What lines in the records below contain the string "cached"? Copy every one.

-- Extracted material follows --

//! TTL Cache Handle
//!
//! The public cache type. Wraps the synchronous `CacheStore` in interior
//! locking, owns the optional background sweep task, and adds the async
//! single-flight `get_or_compute` entry point.
//!
//! Locking discipline: the store lock is never held across an await point;
//! `get_or_compute` releases it before the producer runs, which is what makes
//! the flight map necessary.

use std::future::Future;
use std::hash::Hash;
use std::sync::{Arc, Mutex, MutexGuard, PoisonError, RwLock, RwLockReadGuard, RwLockWriteGuard};
use std::time::Duration;

use tokio::task::JoinHandle;
use tracing::debug;

use crate::cache::flight::{FlightMap, FlightResult, FlightTicket};
use crate::cache::{CacheStats, CacheStore};
use crate::config::CacheConfig;
use crate::error::Result;
use crate::tasks::spawn_cleanup_task;

// == Shared Internals ==
/// State shared between the handle and the background sweep task.
#[derive(Debug)]
pub(crate) struct CacheInner<K, V> {
    pub(crate) store: RwLock<CacheStore<K, V>>,
    pub(crate) flights: FlightMap<K, V>,
}

// == TTL Cache ==
/// In-process cache with TTL expiry, LRU eviction and single-flight
/// recomputation.
///
/// All operations except [`get_or_compute`](TtlCache::get_or_compute) are
/// synchronous and run to completion. The cache is `Send + Sync`; share it
/// across tasks behind an `Arc`.
///
/// If a `cleanup_interval` is configured, construction must happen inside a
/// tokio runtime so the sweep task can be spawned.
#[derive(Debug)]
pub struct TtlCache<K, V> {
    inner: Arc<CacheInner<K, V>>,
    cleanup_handle: Mutex<Option<JoinHandle<()>>>,
}

impl<K, V> TtlCache<K, V>
where
    K: Eq + Hash + Clone + Send + Sync + 'static,
    V: Clone + Send + Sync + 'static,
{
    // == Constructor ==
    /// Creates a cache from the given configuration.
    ///
    /// Fails fast with `CacheError::InvalidConfig` on unusable parameters
    /// instead of clamping them. Starts the background sweep if
    /// `cleanup_interval` is set.
    pub fn new(config: CacheConfig) -> Result<Self> {
        config.validate()?;

        let inner = Arc::new(CacheInner {
            store: RwLock::new(CacheStore::new(&config)),
            flights: FlightMap::new(),
        });

        let cleanup_handle = config
            .cleanup_interval
            .map(|interval| spawn_cleanup_task(Arc::downgrade(&inner), interval));

        Ok(Self {
            inner,
            cleanup_handle: Mutex::new(cleanup_handle),
        })
    }

    // == Synchronous Operations ==
    /// Stores a key-value pair using the configured default TTL
    /// (never expires if no default is configured).
    pub fn set(&self, key: K, value: V) {
        self.write_store().set(key, value);
    }

    /// Stores a key-value pair with an explicit TTL.
    ///
    /// `Duration::ZERO` normalizes to "already expired".
    pub fn set_with_ttl(&self, key: K, value: V, ttl: Duration) {
        self.write_store().set_with_ttl(key, value, ttl);
    }

    /// Returns the value for `key` if present and not expired.
    ///
    /// A hit refreshes the key's recency; an expired entry is reclaimed on
    /// contact and reported as absent.
    pub fn get(&self, key: &K) -> Option<V> {
        self.write_store().get(key)
    }

    /// Checks whether `key` is present and not expired, without touching
    /// recency.
    pub fn has(&self, key: &K) -> bool {
        self.read_store().has(key)
    }

    /// Removes `key` regardless of expiry state; returns whether anything was
    /// removed.
    pub fn delete(&self, key: &K) -> bool {
        self.write_store().delete(key)
    }

    /// Removes all entries. The background sweep, if any, keeps running.
    pub fn clear(&self) {
        self.write_store().clear();
    }

    /// Extends the expiry of a present, still-valid entry. See
    /// [`CacheStore::refresh`].
    pub fn refresh(&self, key: &K, ttl: Option<Duration>) -> bool {
        self.write_store().refresh(key, ttl)
    }

    /// Stores many pairs with the default TTL, in input order.
    pub fn set_many(&self, pairs: Vec<(K, V)>) {
        self.write_store().set_many(pairs);
    }

    /// Retrieves many keys; the output preserves input order, with `None` for
    /// misses and expired entries.
    pub fn get_many(&self, keys: &[K]) -> Vec<Option<V>> {
        self.write_store().get_many(keys)
    }

    /// Removes every expired entry now; returns the count removed.
    pub fn cleanup(&self) -> usize {
        self.write_store().cleanup()
    }

    /// Snapshot of all currently-valid keys.
    pub fn keys(&self) -> Vec<K> {
        self.read_store().keys()
    }

    /// Snapshot of all currently-valid values.
    pub fn values(&self) -> Vec<V> {
        self.read_store().values()
    }

    /// Snapshot of all currently-valid key-value pairs.
    pub fn entries(&self) -> Vec<(K, V)> {
        self.read_store().entries()
    }

    /// Invokes `f` for every currently-valid entry.
    pub fn for_each<F: FnMut(&K, &V)>(&self, f: F) {
        self.read_store().for_each(f);
    }

    /// Number of physically present entries, expired-but-unswept included.
    pub fn len(&self) -> usize {
        self.read_store().len()
    }

    /// Returns true if the cache holds no entries at all.
    pub fn is_empty(&self) -> bool {
        self.read_store().is_empty()
    }

    /// Computes current statistics by scanning the entry table.
    pub fn stats(&self) -> CacheStats {
        self.read_store().stats()
    }

    // == Get Or Compute ==
    /// Single-flight get-or-compute with the configured default TTL.
    ///
    /// See [`get_or_compute_with_ttl`](TtlCache::get_or_compute_with_ttl).
    pub async fn get_or_compute<F, Fut>(&self, key: K, producer: F) -> FlightResult<V>
    where
        F: FnOnce() -> Fut,
        Fut: Future<Output = anyhow::Result<V>>,
    {
        self.flight(key, None, producer).await
    }

    /// Single-flight get-or-compute with an explicit TTL for the computed
    /// value.
    ///
    /// Returns the cached value if present and valid. Otherwise the producer
    /// runs at most once per key concurrently: callers that arrive while a
    /// computation is in flight await its outcome instead of launching a
    /// second one. On success the value is cached and every caller receives
    /// it; on failure nothing is cached, every caller receives the same
    /// `Arc`-shared error, and the next call starts a fresh computation.
    pub async fn get_or_compute_with_ttl<F, Fut>(
        &self,
        key: K,
        ttl: Duration,
        producer: F,
    ) -> FlightResult<V>
    where
        F: FnOnce() -> Fut,
        Fut: Future<Output = anyhow::Result<V>>,
    {
        self.flight(key, Some(ttl), producer).await
    }

    async fn flight<F, Fut>(&self, key: K, ttl: Option<Duration>, producer: F) -> FlightResult<V>
    where
        F: FnOnce() -> Fut,
        Fut: Future<Output = anyhow::Result<V>>,
    {
        let guard = loop {
            if let Some(value) = self.get(&key) {
                return Ok(value);
            }

            match self.inner.flights.join_or_lead(&key) {
                FlightTicket::Join(mut rx) => {
                    if let Ok(result) = rx.recv().await {
                        return result;
                    }
                    // The leader vanished without settling (its future was
                    // dropped); retry from the top.
                }
                FlightTicket::Lead(guard) => break guard,
            }
        };

        // Leadership won. A previous flight may have settled between our
        // store check and the flight-map lock, so look again before paying
        // for the producer.
        if let Some(value) = self.get(&key) {
            guard.complete(Ok(value.clone()));
            return Ok(value);
        }

        match producer().await {
            Ok(value) => {
                match ttl {
                    Some(ttl) => self.set_with_ttl(key, value.clone(), ttl),
                    None => self.set(key, value.clone()),
                }
                guard.complete(Ok(value.clone()));
                Ok(value)
            }
            Err(err) => {
                let err = Arc::new(err);
                guard.complete(Err(Arc::clone(&err)));
                Err(err)
            }
        }
    }

    // == Lock Helpers ==
    // A poisoned lock only means a panic happened mid-operation elsewhere;
    // the HashMap/VecDeque pair is still structurally sound, so keep serving.
    fn read_store(&self) -> RwLockReadGuard<'_, CacheStore<K, V>> {
        self.inner
            .store
            .read()
            .unwrap_or_else(PoisonError::into_inner)
    }

    fn write_store(&self) -> RwLockWriteGuard<'_, CacheStore<K, V>> {
        self.inner
            .store
            .write()
            .unwrap_or_else(PoisonError::into_inner)
    }
}

impl<K, V> TtlCache<K, V> {
    // == Destroy ==
    /// Stops the background sweep task.
    ///
    /// Idempotent: further calls are no-ops. The entry table is untouched;
    /// entries remain queryable and removable, only the sweep stops. Also
    /// invoked from `Drop`, so an undestroyed cache cannot leak its task.
    pub fn destroy(&self) {
        if let Some(handle) = self.lock_handle().take() {
            handle.abort();
            debug!("Background cleanup task stopped");
        }
    }

    fn lock_handle(&self) -> MutexGuard<'_, Option<JoinHandle<()>>> {
        self.cleanup_handle
            .lock()
            .unwrap_or_else(PoisonError::into_inner)
    }

    /// Whether the background sweep task is currently attached.
    pub fn has_cleanup_task(&self) -> bool {
        self.lock_handle().is_some()
    }
}

impl<K, V> Drop for TtlCache<K, V> {
    fn drop(&mut self) {
        self.destroy();
    }
}

// == Unit Tests ==
#[cfg(test)]
mod tests {
    use super::*;
    use crate::error::CacheError;

    fn cache() -> TtlCache<String, u32> {
        TtlCache::new(CacheConfig::new()).unwrap()
    }

    #[test]
    fn test_new_rejects_invalid_config() {
        let result: Result<TtlCache<String, u32>> = TtlCache::new(CacheConfig::new().max_entries(0));
        assert!(matches!(result, Err(CacheError::InvalidConfig(_))));
    }

    #[test]
    fn test_handle_set_get_roundtrip() {
        let cache = cache();

        cache.set("a".to_string(), 1);
        assert_eq!(cache.get(&"a".to_string()), Some(1));
        assert!(cache.has(&"a".to_string()));
        assert_eq!(cache.len(), 1);
    }

    #[test]
    fn test_handle_without_sweep_has_no_task() {
        let cache = cache();
        assert!(!cache.has_cleanup_task());

        // destroy on a sweepless cache is a no-op
        cache.destroy();
        cache.destroy();
    }

    #[tokio::test]
    async fn test_destroy_is_idempotent() {
        let cache: TtlCache<String, u32> = TtlCache::new(
            CacheConfig::new().cleanup_interval(Duration::from_millis(10)),
        )
        .unwrap();

        assert!(cache.has_cleanup_task());

        cache.destroy();
        cache.destroy();

        assert!(!cache.has_cleanup_task());

        // Entries remain usable after destroy
        cache.set("a".to_string(), 1);
        assert_eq!(cache.get(&"a".to_string()), Some(1));
    }

    #[tokio::test]
    async fn test_get_or_compute_miss_then_hit() {
        let cache = cache();

        let value = cache
            .get_or_compute("a".to_string(), || async { Ok(7) })
            .await
            .unwrap();
        assert_eq!(value, 7);

        // Second call is a plain hit; a failing producer proves it never ran.
        let value = cache
            .get_or_compute("a".to_string(), || async {
                Err(anyhow::anyhow!("must not run"))
            })
            .await
            .unwrap();
        assert_eq!(value, 7);
    }

    #[tokio::test]
    async fn test_get_or_compute_with_ttl_expires() {
        let cache = cache();

        cache
            .get_or_compute_with_ttl("a".to_string(), Duration::from_millis(30), || async {
                Ok(7)
            })
            .await
            .unwrap();

        tokio::time::sleep(Duration::from_millis(60)).await;

        assert_eq!(cache.get(&"a".to_string()), None);
    }
}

-- Extracted material concluded --

*Task result*
    /// Returns the cached value if present and valid. Otherwise the producer
    /// second one. On success the value is cached and every caller receives
    /// it; on failure nothing is cached, every caller receives the same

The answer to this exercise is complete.